You may have heard me once or twice talking about what I call snapping a zee culture, this whole movie endorsed phenomenon where some poor love-soaked sap is getting schooled for putting up with stinky rotten garbage behaviour from their love interest. Maybe they are getting crumbs of attention while they hang onto their phone, poring over texts, miserable most of the time and then giddy when a small spark of acknowledgment comes their way. Maybe they run like Bambi at their honey’s beck and call, dropping everything and everyone until the next time they are dropped. Or they are overly accommodating like Kate Winslet’s character in the Holiday, a one way adoration fest doing actual work for some cringe inducing smarmbag, saving their day, making them look shiny while they turn on the charm and then mercilessly announce an engagement to someone hotter and younger. Okay I know no one is hotter than Kate but you catch me. Maybe it’s a bad habit of dating married people, or hanging on to one married person who’s never going to leave their spouse, living on soggy leftovers of time and attention. Maybe it’s someone who does all the work, puts in all of the effort, pays all the bills. At some point in the films the friends start their campaign of Girl, Bro, Buddy, you need to get some self respect. Shampoo press that jerk out of your hair.

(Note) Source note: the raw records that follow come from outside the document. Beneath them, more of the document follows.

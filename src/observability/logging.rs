//! Structured logging.
//!
//! # Responsibilities
//! - Initialize the tracing subscriber once at startup
//! - Honour `RUST_LOG` first, then the configured log level

use tracing_subscriber::{layer::SubscriberExt, util::SubscriberInitExt, EnvFilter};

use crate::config::ObservabilityConfig;

/// Filter directive used when `RUST_LOG` is not set.
pub fn default_directive(log_level: &str) -> String {
    format!("product_catalog={log_level},tower_http={log_level}")
}

/// Install the global subscriber.
pub fn init_logging(config: &ObservabilityConfig) {
    let filter = EnvFilter::try_from_default_env()
        .unwrap_or_else(|_| default_directive(&config.log_level).into());

    // A second init (tests) keeps the first subscriber
    let _ = tracing_subscriber::registry()
        .with(filter)
        .with(tracing_subscriber::fmt::layer())
        .try_init();
}

#[cfg(test)]
mod tests {
    use super::*;

    #[test]
    fn test_default_directive() {
        assert_eq!(
            default_directive("debug"),
            "product_catalog=debug,tower_http=debug"
        );
    }
}
//! Page state: catalog, search text, filtered view and the last form.

use std::collections::BTreeMap;

use serde::{Deserialize, Serialize};

use crate::catalog::filter::filter;
use crate::catalog::store::{format_cents, Catalog, Product};

pub const FIELD_NAME: &str = "name";
pub const FIELD_DESCRIPTION: &str = "description";
pub const FIELD_PRICE: &str = "price";

/// Raw product form as submitted by the client.
#[derive(Debug, Clone, Default, PartialEq, Eq, Deserialize, Serialize)]
#[serde(default)]
pub struct ProductForm {
    pub name: String,
    pub description: String,
    pub price: String,
}

impl ProductForm {
    pub fn new(
        name: impl Into<String>,
        description: impl Into<String>,
        price: impl Into<String>,
    ) -> Self {
        Self {
            name: name.into(),
            description: description.into(),
            price: price.into(),
        }
    }

    /// Copy with surrounding whitespace removed from every field.
    pub fn trimmed(&self) -> Self {
        Self {
            name: self.name.trim().to_string(),
            description: self.description.trim().to_string(),
            price: self.price.trim().to_string(),
        }
    }
}

/// Values and errors of the last displayed or submitted form.
#[derive(Debug, Clone, Default, PartialEq, Eq, Serialize)]
pub struct FormState {
    pub values: BTreeMap<String, String>,
    pub errors: BTreeMap<String, String>,
}

impl FormState {
    /// Form prefilled from an existing product.
    pub fn from_product(product: &Product) -> Self {
        let mut values = BTreeMap::new();
        values.insert(FIELD_NAME.to_string(), product.name.clone());
        values.insert(FIELD_DESCRIPTION.to_string(), product.description.clone());
        values.insert(FIELD_PRICE.to_string(), product.display_price());
        Self {
            values,
            errors: BTreeMap::new(),
        }
    }

    /// Sticky values from a failed submission along with its errors.
    pub fn from_submission(form: &ProductForm, errors: BTreeMap<String, String>) -> Self {
        let mut values = BTreeMap::new();
        values.insert(FIELD_NAME.to_string(), form.name.clone());
        values.insert(FIELD_DESCRIPTION.to_string(), form.description.clone());
        values.insert(FIELD_PRICE.to_string(), form.price.clone());
        Self { values, errors }
    }

    pub fn has_errors(&self) -> bool {
        !self.errors.is_empty()
    }

    pub fn error(&self, field: &str) -> Option<&str> {
        self.errors.get(field).map(String::as_str)
    }

    pub fn value(&self, field: &str) -> Option<&str> {
        self.values.get(field).map(String::as_str)
    }

    /// `field: message` pairs joined for log lines and error display.
    pub fn error_summary(&self) -> String {
        self.errors
            .iter()
            .map(|(field, msg)| format!("{field}: {msg}"))
            .collect::<Vec<_>>()
            .join(", ")
    }
}

/// Render-ready product.
#[derive(Debug, Clone, PartialEq, Eq, Serialize)]
pub struct ProductView {
    pub id: u64,
    pub name: String,
    pub description: String,
    pub price_cents: u64,
    pub price: String,
}

impl From<&Product> for ProductView {
    fn from(product: &Product) -> Self {
        Self {
            id: product.id,
            name: product.name.clone(),
            description: product.description.clone(),
            price_cents: product.price_cents,
            price: format_cents(product.price_cents),
        }
    }
}

/// Owned snapshot of the page handed to the renderer.
#[derive(Debug, Clone, PartialEq, Eq, Serialize)]
pub struct PageView {
    /// Filtered products in catalog order.
    pub products: Vec<ProductView>,
    pub search_text: String,
    pub form: FormState,
    /// Product the current edit or delete form refers to.
    pub target: Option<ProductView>,
    /// Size of the unfiltered catalog.
    pub product_count: usize,
}

/// Process-wide page state. Owned by the catalog service task.
#[derive(Debug, Clone)]
pub struct PageState {
    catalog: Catalog,
    search_text: String,
    filtered: Vec<Product>,
    form: FormState,
    target: Option<u64>,
}

impl PageState {
    pub fn new(catalog: Catalog) -> Self {
        let filtered = filter(&catalog, "");
        Self {
            catalog,
            search_text: String::new(),
            filtered,
            form: FormState::default(),
            target: None,
        }
    }

    pub fn catalog(&self) -> &Catalog {
        &self.catalog
    }

    /// Mutable catalog access. Callers must [`PageState::refresh`] afterwards.
    pub fn catalog_mut(&mut self) -> &mut Catalog {
        &mut self.catalog
    }

    pub fn search_text(&self) -> &str {
        &self.search_text
    }

    /// Replace the search text and recompute the filtered view.
    pub fn set_search_text(&mut self, text: impl Into<String>) {
        self.search_text = text.into();
        self.refresh();
    }

    /// Recompute the filtered view from the catalog and search text.
    pub fn refresh(&mut self) {
        self.filtered = filter(&self.catalog, &self.search_text);
    }

    pub fn filtered(&self) -> &[Product] {
        &self.filtered
    }

    pub fn form(&self) -> &FormState {
        &self.form
    }

    pub fn set_form(&mut self, form: FormState) {
        self.form = form;
    }

    /// Clear form values, errors and the form target.
    pub fn reset_form(&mut self) {
        self.form = FormState::default();
        self.target = None;
    }

    pub fn set_target(&mut self, id: Option<u64>) {
        self.target = id;
    }

    pub fn view(&self) -> PageView {
        let target = self
            .target
            .and_then(|id| self.catalog.index_of(id))
            .and_then(|idx| self.catalog.get(idx))
            .map(ProductView::from);

        PageView {
            products: self.filtered.iter().map(ProductView::from).collect(),
            search_text: self.search_text.clone(),
            form: self.form.clone(),
            target,
            product_count: self.catalog.len(),
        }
    }
}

You know the vibe. And the tone.
That’s where the seed is planted.
And from this tiny seed, has grown a tiny weed that has grown into a wild thistle that has been milked into a POISON.
And that poison is being bottled up and sold to you like it’s the elixir of life!!!
The message of the poison, the delirium induced LIE it tells us is this:
Someone else’s behaviour, misbehaviour, challenges, confusion, differences, communication, lack of communication, interest, negotiating, approach, process, baggage, history, motivation, and our engagement with it is a measure of how we value ourselves.
You’ve heard it.
It’s time to stop tolerating shit and start valuing yourselves.
We can teach you to stop engaging with low value people and start valuing yourself.
Ten things that women who value their self-worth do differently.
Why low self value keeps you dating losers.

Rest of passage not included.